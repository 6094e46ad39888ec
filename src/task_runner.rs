/// Task Runner for the trading loop
///
/// Runs one tick per interval. A failed tick is logged and retried after a
/// fixed backoff; a fatal error (circuit-breaker halt) ends the loop.

use crate::application::trading_engine::TradingEngine;
use crate::domain::errors::EngineError;
use async_trait::async_trait;
use std::time::Duration;
use tokio::time::sleep;
use tracing::{debug, error, warn};

/// Loop timing
#[derive(Debug, Clone)]
pub struct LoopConfig {
    /// Delay between successful ticks
    pub tick_interval: Duration,
    /// Delay before retrying after a failed tick
    pub retry_backoff: Duration,
}

/// One unit of periodic work.
#[async_trait]
pub trait TickTask: Send {
    async fn run_tick(&mut self) -> Result<(), EngineError>;
}

#[async_trait]
impl TickTask for TradingEngine {
    async fn run_tick(&mut self) -> Result<(), EngineError> {
        let entries = self.tick().await?;
        debug!("Tick produced {} decision log entries", entries.len());
        Ok(())
    }
}

/// Internal failure bookkeeping, for logging only
#[derive(Debug, Default)]
struct FailureState {
    consecutive_failures: u32,
}

/// Run `task` until it returns a fatal error, which is handed back to the caller.
///
/// # Arguments
/// * `task_name` - Name of the task for logging purposes
/// * `config` - Loop timing
/// * `task` - The task to tick
pub async fn run_tick_loop<T: TickTask>(
    task_name: &str,
    config: &LoopConfig,
    task: &mut T,
) -> EngineError {
    let mut state = FailureState::default();

    loop {
        match task.run_tick().await {
            Ok(()) => {
                if state.consecutive_failures > 0 {
                    warn!(
                        "Task '{}' recovered after {} failures",
                        task_name, state.consecutive_failures
                    );
                }
                state.consecutive_failures = 0;
                sleep(config.tick_interval).await;
            }
            Err(e) if e.is_fatal() => {
                error!("Task '{}' stopped: {}", task_name, e);
                return e;
            }
            Err(e) => {
                state.consecutive_failures += 1;
                error!(
                    "Task '{}' failed (attempt {}): {}",
                    task_name, state.consecutive_failures, e
                );
                warn!(
                    "Task '{}' will retry in {:?}",
                    task_name, config.retry_backoff
                );
                sleep(config.retry_backoff).await;
            }
        }
    }
}

#[cfg(test)]
mod tests {
    use super::*;
    use crate::domain::errors::DataError;

    /// Fails `failures` times, succeeds `successes` times, then halts.
    struct ScriptedTask {
        failures: u32,
        successes: u32,
        calls: u32,
    }

    #[async_trait]
    impl TickTask for ScriptedTask {
        async fn run_tick(&mut self) -> Result<(), EngineError> {
            self.calls += 1;
            if self.calls <= self.failures {
                Err(EngineError::Data(DataError::EmptySeries {
                    symbol: "BTC-USD".to_string(),
                }))
            } else if self.calls <= self.failures + self.successes {
                Ok(())
            } else {
                Err(EngineError::TradingHalted {
                    reason: "drawdown".to_string(),
                })
            }
        }
    }

    fn fast() -> LoopConfig {
        LoopConfig {
            tick_interval: Duration::from_millis(1),
            retry_backoff: Duration::from_millis(1),
        }
    }

    #[tokio::test]
    async fn test_loop_retries_then_stops_on_halt() {
        let mut task = ScriptedTask {
            failures: 2,
            successes: 3,
            calls: 0,
        };
        let error = run_tick_loop("test_task", &fast(), &mut task).await;

        assert!(matches!(error, EngineError::TradingHalted { .. }));
        assert_eq!(task.calls, 6);
    }

    #[tokio::test]
    async fn test_loop_stops_immediately_on_fatal_error() {
        let mut task = ScriptedTask {
            failures: 0,
            successes: 0,
            calls: 0,
        };
        let error = run_tick_loop("halting_task", &fast(), &mut task).await;

        assert!(error.is_fatal());
        assert_eq!(task.calls, 1);
    }

    #[tokio::test]
    async fn test_backoff_is_fixed() {
        let config = LoopConfig {
            tick_interval: Duration::from_millis(1),
            retry_backoff: Duration::from_millis(20),
        };
        let mut task = ScriptedTask {
            failures: 3,
            successes: 0,
            calls: 0,
        };
        let started = std::time::Instant::now();
        run_tick_loop("backoff_task", &config, &mut task).await;

        // Three failures, each followed by the same 20ms backoff.
        assert!(started.elapsed() >= Duration::from_millis(60));
        assert_eq!(task.calls, 4);
    }
}
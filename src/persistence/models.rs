//! Database Models
//!
//! Row types for the journal tables and their conversions to domain types.

use super::DatabaseError;
use crate::domain::entities::decision::{DecisionAction, DecisionLogEntry, ExecutionOutcome};
use crate::domain::entities::position::{Position, PositionSide};
use crate::domain::entities::trade::{Trade, TradeSide, TradeStatus};
use chrono::{DateTime, Utc};
use serde::{Deserialize, Serialize};
use sqlx::FromRow;

/// Decision log record in database
#[derive(Debug, Clone, Serialize, Deserialize, FromRow)]
pub struct DecisionLogRecord {
    pub id: i64,
    pub timestamp: DateTime<Utc>,
    pub asset: String,
    pub decision: String, // "execute", "monitor" or "skip"
    pub confidence: f64,
    pub reasoning: String,
    pub outcome: String, // JSON
}

impl TryFrom<DecisionLogRecord> for DecisionLogEntry {
    type Error = DatabaseError;

    fn try_from(record: DecisionLogRecord) -> Result<Self, Self::Error> {
        let decision = match record.decision.as_str() {
            "execute" => DecisionAction::Execute,
            "monitor" => DecisionAction::Monitor,
            "skip" => DecisionAction::Skip,
            "protect" => DecisionAction::Protect,
            other => {
                return Err(DatabaseError::CorruptRecord(format!(
                    "decision {} has unknown action '{}'",
                    record.id, other
                )))
            }
        };
        let outcome: ExecutionOutcome = serde_json::from_str(&record.outcome).map_err(|e| {
            DatabaseError::CorruptRecord(format!("decision {} outcome: {}", record.id, e))
        })?;

        Ok(DecisionLogEntry {
            timestamp: record.timestamp,
            asset: record.asset,
            decision,
            confidence: record.confidence,
            reasoning: record.reasoning,
            outcome,
        })
    }
}

/// Trade record in database
#[derive(Debug, Clone, Serialize, Deserialize, FromRow)]
pub struct TradeRecord {
    pub id: String,
    pub symbol: String,
    pub chain: String,
    pub venue: String,
    pub side: String, // "buy" or "sell"
    pub size: f64,
    pub price: f64,
    pub fee: f64,
    pub timestamp: DateTime<Utc>,
    pub status: String, // "pending", "filled" or "cancelled"
}

impl TryFrom<TradeRecord> for Trade {
    type Error = DatabaseError;

    fn try_from(record: TradeRecord) -> Result<Self, Self::Error> {
        let side = TradeSide::parse(&record.side).ok_or_else(|| {
            DatabaseError::CorruptRecord(format!("trade {} side '{}'", record.id, record.side))
        })?;
        let status = TradeStatus::parse(&record.status).ok_or_else(|| {
            DatabaseError::CorruptRecord(format!("trade {} status '{}'", record.id, record.status))
        })?;

        Ok(Trade {
            id: record.id,
            symbol: record.symbol,
            chain: record.chain,
            venue: record.venue,
            side,
            size: record.size,
            price: record.price,
            fee: record.fee,
            timestamp: record.timestamp,
            status,
        })
    }
}

/// Position at the last ledger checkpoint
#[derive(Debug, Clone, Serialize, Deserialize, FromRow)]
pub struct LedgerPositionRecord {
    pub account_id: String,
    pub symbol: String,
    pub chain: String,
    pub venue: String,
    pub side: String, // "long" or "short"
    pub size: f64,
    pub entry_price: f64,
    pub current_price: f64,
    pub leverage: f64,
    pub stop_loss: Option<f64>,
    pub take_profit: Option<f64>,
    pub opened_at: DateTime<Utc>,
    pub updated_at: DateTime<Utc>,
}

impl TryFrom<LedgerPositionRecord> for Position {
    type Error = DatabaseError;

    fn try_from(record: LedgerPositionRecord) -> Result<Self, Self::Error> {
        let side = PositionSide::parse(&record.side).ok_or_else(|| {
            DatabaseError::CorruptRecord(format!(
                "position {} side '{}'",
                record.symbol, record.side
            ))
        })?;

        let mut position = Position {
            symbol: record.symbol,
            chain: record.chain,
            venue: record.venue,
            side,
            size: record.size,
            entry_price: record.entry_price,
            current_price: record.current_price,
            leverage: record.leverage,
            stop_loss: record.stop_loss,
            take_profit: record.take_profit,
            pnl: 0.0,
            pnl_percent: 0.0,
            opened_at: record.opened_at,
            updated_at: record.updated_at,
        };
        position.recompute_pnl();
        Ok(position)
    }
}

/// Ledger balance at the last checkpoint
#[derive(Debug, Clone, Serialize, Deserialize, FromRow)]
pub struct LedgerStateRecord {
    pub account_id: String,
    pub balance: f64,
    pub updated_at: DateTime<Utc>,
}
++++++++
If a line comes after the one containing "between successful ticks", leave it out; set down every line of the data before it, and that line itself, exactly.

Result:
repository 6094e46ad39888ec
filename src/task_runner.rs
/// Task Runner for the trading loop
///
/// Runs one tick per interval. A failed tick is logged and retried after a
/// fixed backoff; a fatal error (circuit-breaker halt) ends the loop.

use crate::application::trading_engine::TradingEngine;
use crate::domain::errors::EngineError;
use async_trait::async_trait;
use std::time::Duration;
use tokio::time::sleep;
use tracing::{debug, error, warn};

/// Loop timing
#[derive(Debug, Clone)]
pub struct LoopConfig {
    /// Delay between successful ticks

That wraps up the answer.